Decidí congelar todos los recuerdos que teníamos juntos, sin saber que el frio también quemaba. De pronto poco a poco todo la tristeza se empezó a transformar en rutina, la misma rutina de siempre, la misma rutina de hace 4 años en ese entonces, y nuevamente vi como la vida me volvía a faltar, ¿alguien me la robo? ¿Por qué alguien haría algo así? Extrañaba infinitamente a mi otro Enrique, pero sabía que jamás iba a volver, solo estaba esperando verte expresar lo que nunca supiste o mínimo tuvieras la decencia de reparar el corazón que habías deshecho, pero no fue así, me quedo claro que una vez más si quería que salieran bien las cosas debía hacerlas yo mismo. Evitando canciones, olores, sabores, fue como poco a poco empecé a volver en mí. Volví a reír de manera natural, gracias a esos 4 pilares que no me dejaron ni un momento. 

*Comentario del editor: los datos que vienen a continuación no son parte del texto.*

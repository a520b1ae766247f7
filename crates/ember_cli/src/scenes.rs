//! Hard-coded demo scenes.
//!
//! Each builder returns the scene root (a BVH over the object list) and
//! a camera configured for it. Sampling counts and resolution are
//! overridden afterwards from the command line.

use ember_math::Vec3;
use ember_renderer::{
    make_box, mesh_to_triangles, BvhNode, Camera, Dielectric, DiffuseLight, HittableList,
    Lambertian, Metal, Quad, RotateY, Sphere, Translate,
};
use rand::rngs::StdRng;
use rand::{Rng, SeedableRng};
use std::path::Path;

pub struct Scene {
    pub world: BvhNode,
    pub camera: Camera,
}

/// Five colored quads facing the camera.
pub fn quads() -> Scene {
    let mut world = HittableList::new();

    let left_red = Lambertian::new(Vec3::new(1.0, 0.2, 0.2));
    let back_green = Lambertian::new(Vec3::new(0.2, 1.0, 0.2));
    let right_blue = Lambertian::new(Vec3::new(0.2, 0.2, 1.0));
    let upper_orange = Lambertian::new(Vec3::new(1.0, 0.5, 0.0));
    let lower_teal = Lambertian::new(Vec3::new(0.2, 0.8, 0.8));

    world.add(Box::new(Quad::new(
        Vec3::new(-3.0, -2.0, 5.0),
        Vec3::new(0.0, 0.0, -4.0),
        Vec3::new(0.0, 4.0, 0.0),
        left_red,
    )));
    world.add(Box::new(Quad::new(
        Vec3::new(-2.0, -2.0, 0.0),
        Vec3::new(4.0, 0.0, 0.0),
        Vec3::new(0.0, 4.0, 0.0),
        back_green,
    )));
    world.add(Box::new(Quad::new(
        Vec3::new(3.0, -2.0, 1.0),
        Vec3::new(0.0, 0.0, 4.0),
        Vec3::new(0.0, 4.0, 0.0),
        right_blue,
    )));
    world.add(Box::new(Quad::new(
        Vec3::new(-2.0, 3.0, 1.0),
        Vec3::new(4.0, 0.0, 0.0),
        Vec3::new(0.0, 0.0, 4.0),
        upper_orange,
    )));
    world.add(Box::new(Quad::new(
        Vec3::new(-2.0, -3.0, 5.0),
        Vec3::new(4.0, 0.0, 0.0),
        Vec3::new(0.0, 0.0, -4.0),
        lower_teal,
    )));

    let camera = Camera::new()
        .with_resolution(400, 1.0)
        .with_position(Vec3::new(0.0, 0.0, 9.0), Vec3::ZERO, Vec3::Y)
        .with_lens(80.0, 0.0, 10.0)
        .with_background(Vec3::new(0.70, 0.80, 1.00));

    Scene {
        world: BvhNode::from_list(world),
        camera,
    }
}

/// The bouncing-spheres cover scene: a ground sphere, a randomized grid
/// of small diffuse/metal/glass spheres, and three hero spheres.
pub fn cover(seed: u64) -> Scene {
    let mut rng = StdRng::seed_from_u64(seed);
    let mut world = HittableList::new();

    world.add(Box::new(Sphere::new(
        Vec3::new(0.0, -1000.0, 0.0),
        1000.0,
        Lambertian::new(Vec3::splat(0.5)),
    )));

    for a in -11..11 {
        for b in -11..11 {
            let choose_mat: f32 = rng.gen();
            let center = Vec3::new(
                a as f32 + 0.9 * rng.gen::<f32>(),
                0.2,
                b as f32 + 0.9 * rng.gen::<f32>(),
            );

            if (center - Vec3::new(4.0, 0.2, 0.0)).length() <= 0.9 {
                continue;
            }

            if choose_mat < 0.8 {
                let albedo = Vec3::new(rng.gen(), rng.gen(), rng.gen())
                    * Vec3::new(rng.gen(), rng.gen(), rng.gen());
                world.add(Box::new(Sphere::new(center, 0.2, Lambertian::new(albedo))));
            } else if choose_mat < 0.95 {
                let albedo = Vec3::new(
                    rng.gen_range(0.5..1.0),
                    rng.gen_range(0.5..1.0),
                    rng.gen_range(0.5..1.0),
                );
                let fuzz = rng.gen_range(0.0..0.5);
                world.add(Box::new(Sphere::new(center, 0.2, Metal::new(albedo, fuzz))));
            } else {
                world.add(Box::new(Sphere::new(center, 0.2, Dielectric::new(1.5))));
            }
        }
    }

    world.add(Box::new(Sphere::new(
        Vec3::new(0.0, 1.0, 0.0),
        1.0,
        Dielectric::new(1.5),
    )));
    world.add(Box::new(Sphere::new(
        Vec3::new(-4.0, 1.0, 0.0),
        1.0,
        Lambertian::new(Vec3::new(0.4, 0.2, 0.1)),
    )));
    world.add(Box::new(Sphere::new(
        Vec3::new(4.0, 1.0, 0.0),
        1.0,
        Metal::new(Vec3::new(0.7, 0.6, 0.5), 0.0),
    )));

    let camera = Camera::new()
        .with_resolution(1200, 16.0 / 9.0)
        .with_position(Vec3::new(13.0, 2.0, 3.0), Vec3::ZERO, Vec3::Y)
        .with_lens(20.0, 0.6, 10.0)
        .with_background(Vec3::new(0.70, 0.80, 1.00));

    Scene {
        world: BvhNode::from_list(world),
        camera,
    }
}

/// Cornell box with a glass sphere, a rotated metal box and an optional
/// OBJ mesh. A missing mesh file is logged and replaced by an empty
/// list so the render still proceeds.
pub fn cornell(mesh: Option<&Path>, mesh_scale: f32) -> Scene {
    let mut world = HittableList::new();

    let red = Lambertian::new(Vec3::new(0.65, 0.05, 0.05));
    let white = Lambertian::new(Vec3::new(0.73, 0.73, 0.73));
    let green = Lambertian::new(Vec3::new(0.12, 0.45, 0.15));
    let pink = Lambertian::new(Vec3::new(0.99, 0.75, 0.80));
    let light = DiffuseLight::new(Vec3::splat(15.0));
    let glass = Dielectric::new(1.5);
    let blue_metal = Metal::new(Vec3::new(0.54, 0.81, 0.94), 0.7);

    world.add(Box::new(Quad::new(
        Vec3::new(555.0, 0.0, 0.0),
        Vec3::new(0.0, 555.0, 0.0),
        Vec3::new(0.0, 0.0, 555.0),
        green,
    )));
    world.add(Box::new(Quad::new(
        Vec3::ZERO,
        Vec3::new(0.0, 555.0, 0.0),
        Vec3::new(0.0, 0.0, 555.0),
        red,
    )));
    world.add(Box::new(Quad::new(
        Vec3::new(343.0, 554.0, 332.0),
        Vec3::new(-130.0, 0.0, 0.0),
        Vec3::new(0.0, 0.0, -105.0),
        light,
    )));
    world.add(Box::new(Quad::new(
        Vec3::ZERO,
        Vec3::new(555.0, 0.0, 0.0),
        Vec3::new(0.0, 0.0, 555.0),
        white.clone(),
    )));
    world.add(Box::new(Quad::new(
        Vec3::new(555.0, 555.0, 555.0),
        Vec3::new(-555.0, 0.0, 0.0),
        Vec3::new(0.0, 0.0, -555.0),
        white.clone(),
    )));
    world.add(Box::new(Quad::new(
        Vec3::new(0.0, 0.0, 555.0),
        Vec3::new(555.0, 0.0, 0.0),
        Vec3::new(0.0, 555.0, 0.0),
        white.clone(),
    )));

    world.add(Box::new(Sphere::new(
        Vec3::new(350.0, 40.0, 100.0),
        40.0,
        glass,
    )));

    let tall_box = make_box(Vec3::ZERO, Vec3::new(165.0, 330.0, 165.0), blue_metal);
    let tall_box = RotateY::new(Box::new(tall_box), 20.0);
    let tall_box = Translate::new(Box::new(tall_box), Vec3::new(265.0, 0.0, 350.0));
    world.add(Box::new(tall_box));

    if let Some(path) = mesh {
        let triangles = match ember_core::load_obj(path) {
            Ok(mesh) => mesh_to_triangles(&mesh, mesh_scale, pink),
            Err(e) => {
                log::error!("failed to load OBJ mesh {}: {e}", path.display());
                HittableList::new()
            }
        };
        if !triangles.is_empty() {
            let mesh_root = BvhNode::from_list(triangles);
            let mesh_root = RotateY::new(Box::new(mesh_root), 180.0);
            let mesh_root = Translate::new(Box::new(mesh_root), Vec3::new(160.0, -60.0, 230.0));
            world.add(Box::new(mesh_root));
        }
    }

    let camera = Camera::new()
        .with_resolution(600, 1.0)
        .with_position(
            Vec3::new(278.0, 278.0, -760.0),
            Vec3::new(278.0, 278.0, 0.0),
            Vec3::Y,
        )
        .with_lens(40.0, 0.0, 10.0)
        .with_background(Vec3::ZERO);

    Scene {
        world: BvhNode::from_list(world),
        camera,
    }
}
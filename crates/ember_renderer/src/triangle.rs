//! Triangle primitive for ray tracing.
//!
//! Uses the Möller-Trumbore algorithm for ray-triangle intersection.

use crate::{
    hittable::{HitRecord, Hittable},
    Material,
};
use ember_math::{Aabb, Interval, Ray, Vec3};

/// A triangle primitive.
pub struct Triangle<M: Material> {
    v0: Vec3,
    /// Edge vectors from v0
    e1: Vec3,
    e2: Vec3,
    /// Pre-computed face normal (unit length)
    normal: Vec3,
    material: M,
    bbox: Aabb,
}

impl<M: Material> Triangle<M> {
    /// Create a new triangle from three vertices.
    pub fn new(v0: Vec3, v1: Vec3, v2: Vec3, material: M) -> Self {
        let e1 = v1 - v0;
        let e2 = v2 - v0;
        let normal = e1.cross(e2).normalize_or_zero();

        Self {
            v0,
            e1,
            e2,
            normal,
            material,
            bbox: Aabb::from_triangle(v0, v1, v2),
        }
    }
}

impl<M: Material + 'static> Hittable for Triangle<M> {
    /// Möller-Trumbore ray-triangle intersection.
    fn hit<'a>(&'a self, ray: &Ray, ray_t: Interval, rec: &mut HitRecord<'a>) -> bool {
        let p = ray.direction().cross(self.e2);
        let det = self.e1.dot(p);

        // Parallel ray or degenerate (zero-area) triangle
        if det.abs() < 1e-8 {
            return false;
        }

        let inv_det = 1.0 / det;
        let s = ray.origin() - self.v0;

        let u = s.dot(p) * inv_det;
        if !(0.0..=1.0).contains(&u) {
            return false;
        }

        let q = s.cross(self.e1);
        let v = ray.direction().dot(q) * inv_det;
        if v < 0.0 || u + v > 1.0 {
            return false;
        }

        let t = self.e2.dot(q) * inv_det;
        if !ray_t.contains(t) {
            return false;
        }

        rec.t = t;
        rec.p = ray.at(t);
        rec.u = u;
        rec.v = v;
        rec.material = &self.material;
        rec.set_face_normal(ray, self.normal);

        true
    }

    fn bounding_box(&self) -> Aabb {
        self.bbox
    }
}
//! Scene-support I/O for the ember path tracer.
//!
//! Holds the triangle mesh container and the OBJ text parser. The
//! renderer consumes a [`Mesh`] and turns it into triangle primitives;
//! nothing in here touches the rendering hot path.

mod mesh;
mod obj;

pub use mesh::Mesh;
pub use obj::{load_obj, parse_obj, ObjError};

La vida empezó nuevamente, pero conocemos a la vida y como le encanta reírse de nosotros, hizo de las suyas poniéndome en un escenario ya conocido, solo que esta vez era distinto, mejor. Estaba nevado, ese mismo escenario donde había estado contigo, ahora estaba nevado, mi cuerpo nuevamente sintió algo, que se transformó rápidamente en llanto, pero ahora el corazón ya no me dolía, pero sabía que en ese momento te decía adiós. ¡Fue suficiente! Gritaron mi corazón y mi cerebro, por primera vez después de mucho tiempo estaban de acuerdo. Mi corazón está bien. No te odio, jamás lo hice, en gran parte te debo lo que soy a ti, fuiste alguien muy especial en mi vida, y hoy curiosamente escribiendo esto, me di cuenta que eres esa historia que jamás lograré contar sin emitir una sonrisa y demarrar una lagrima.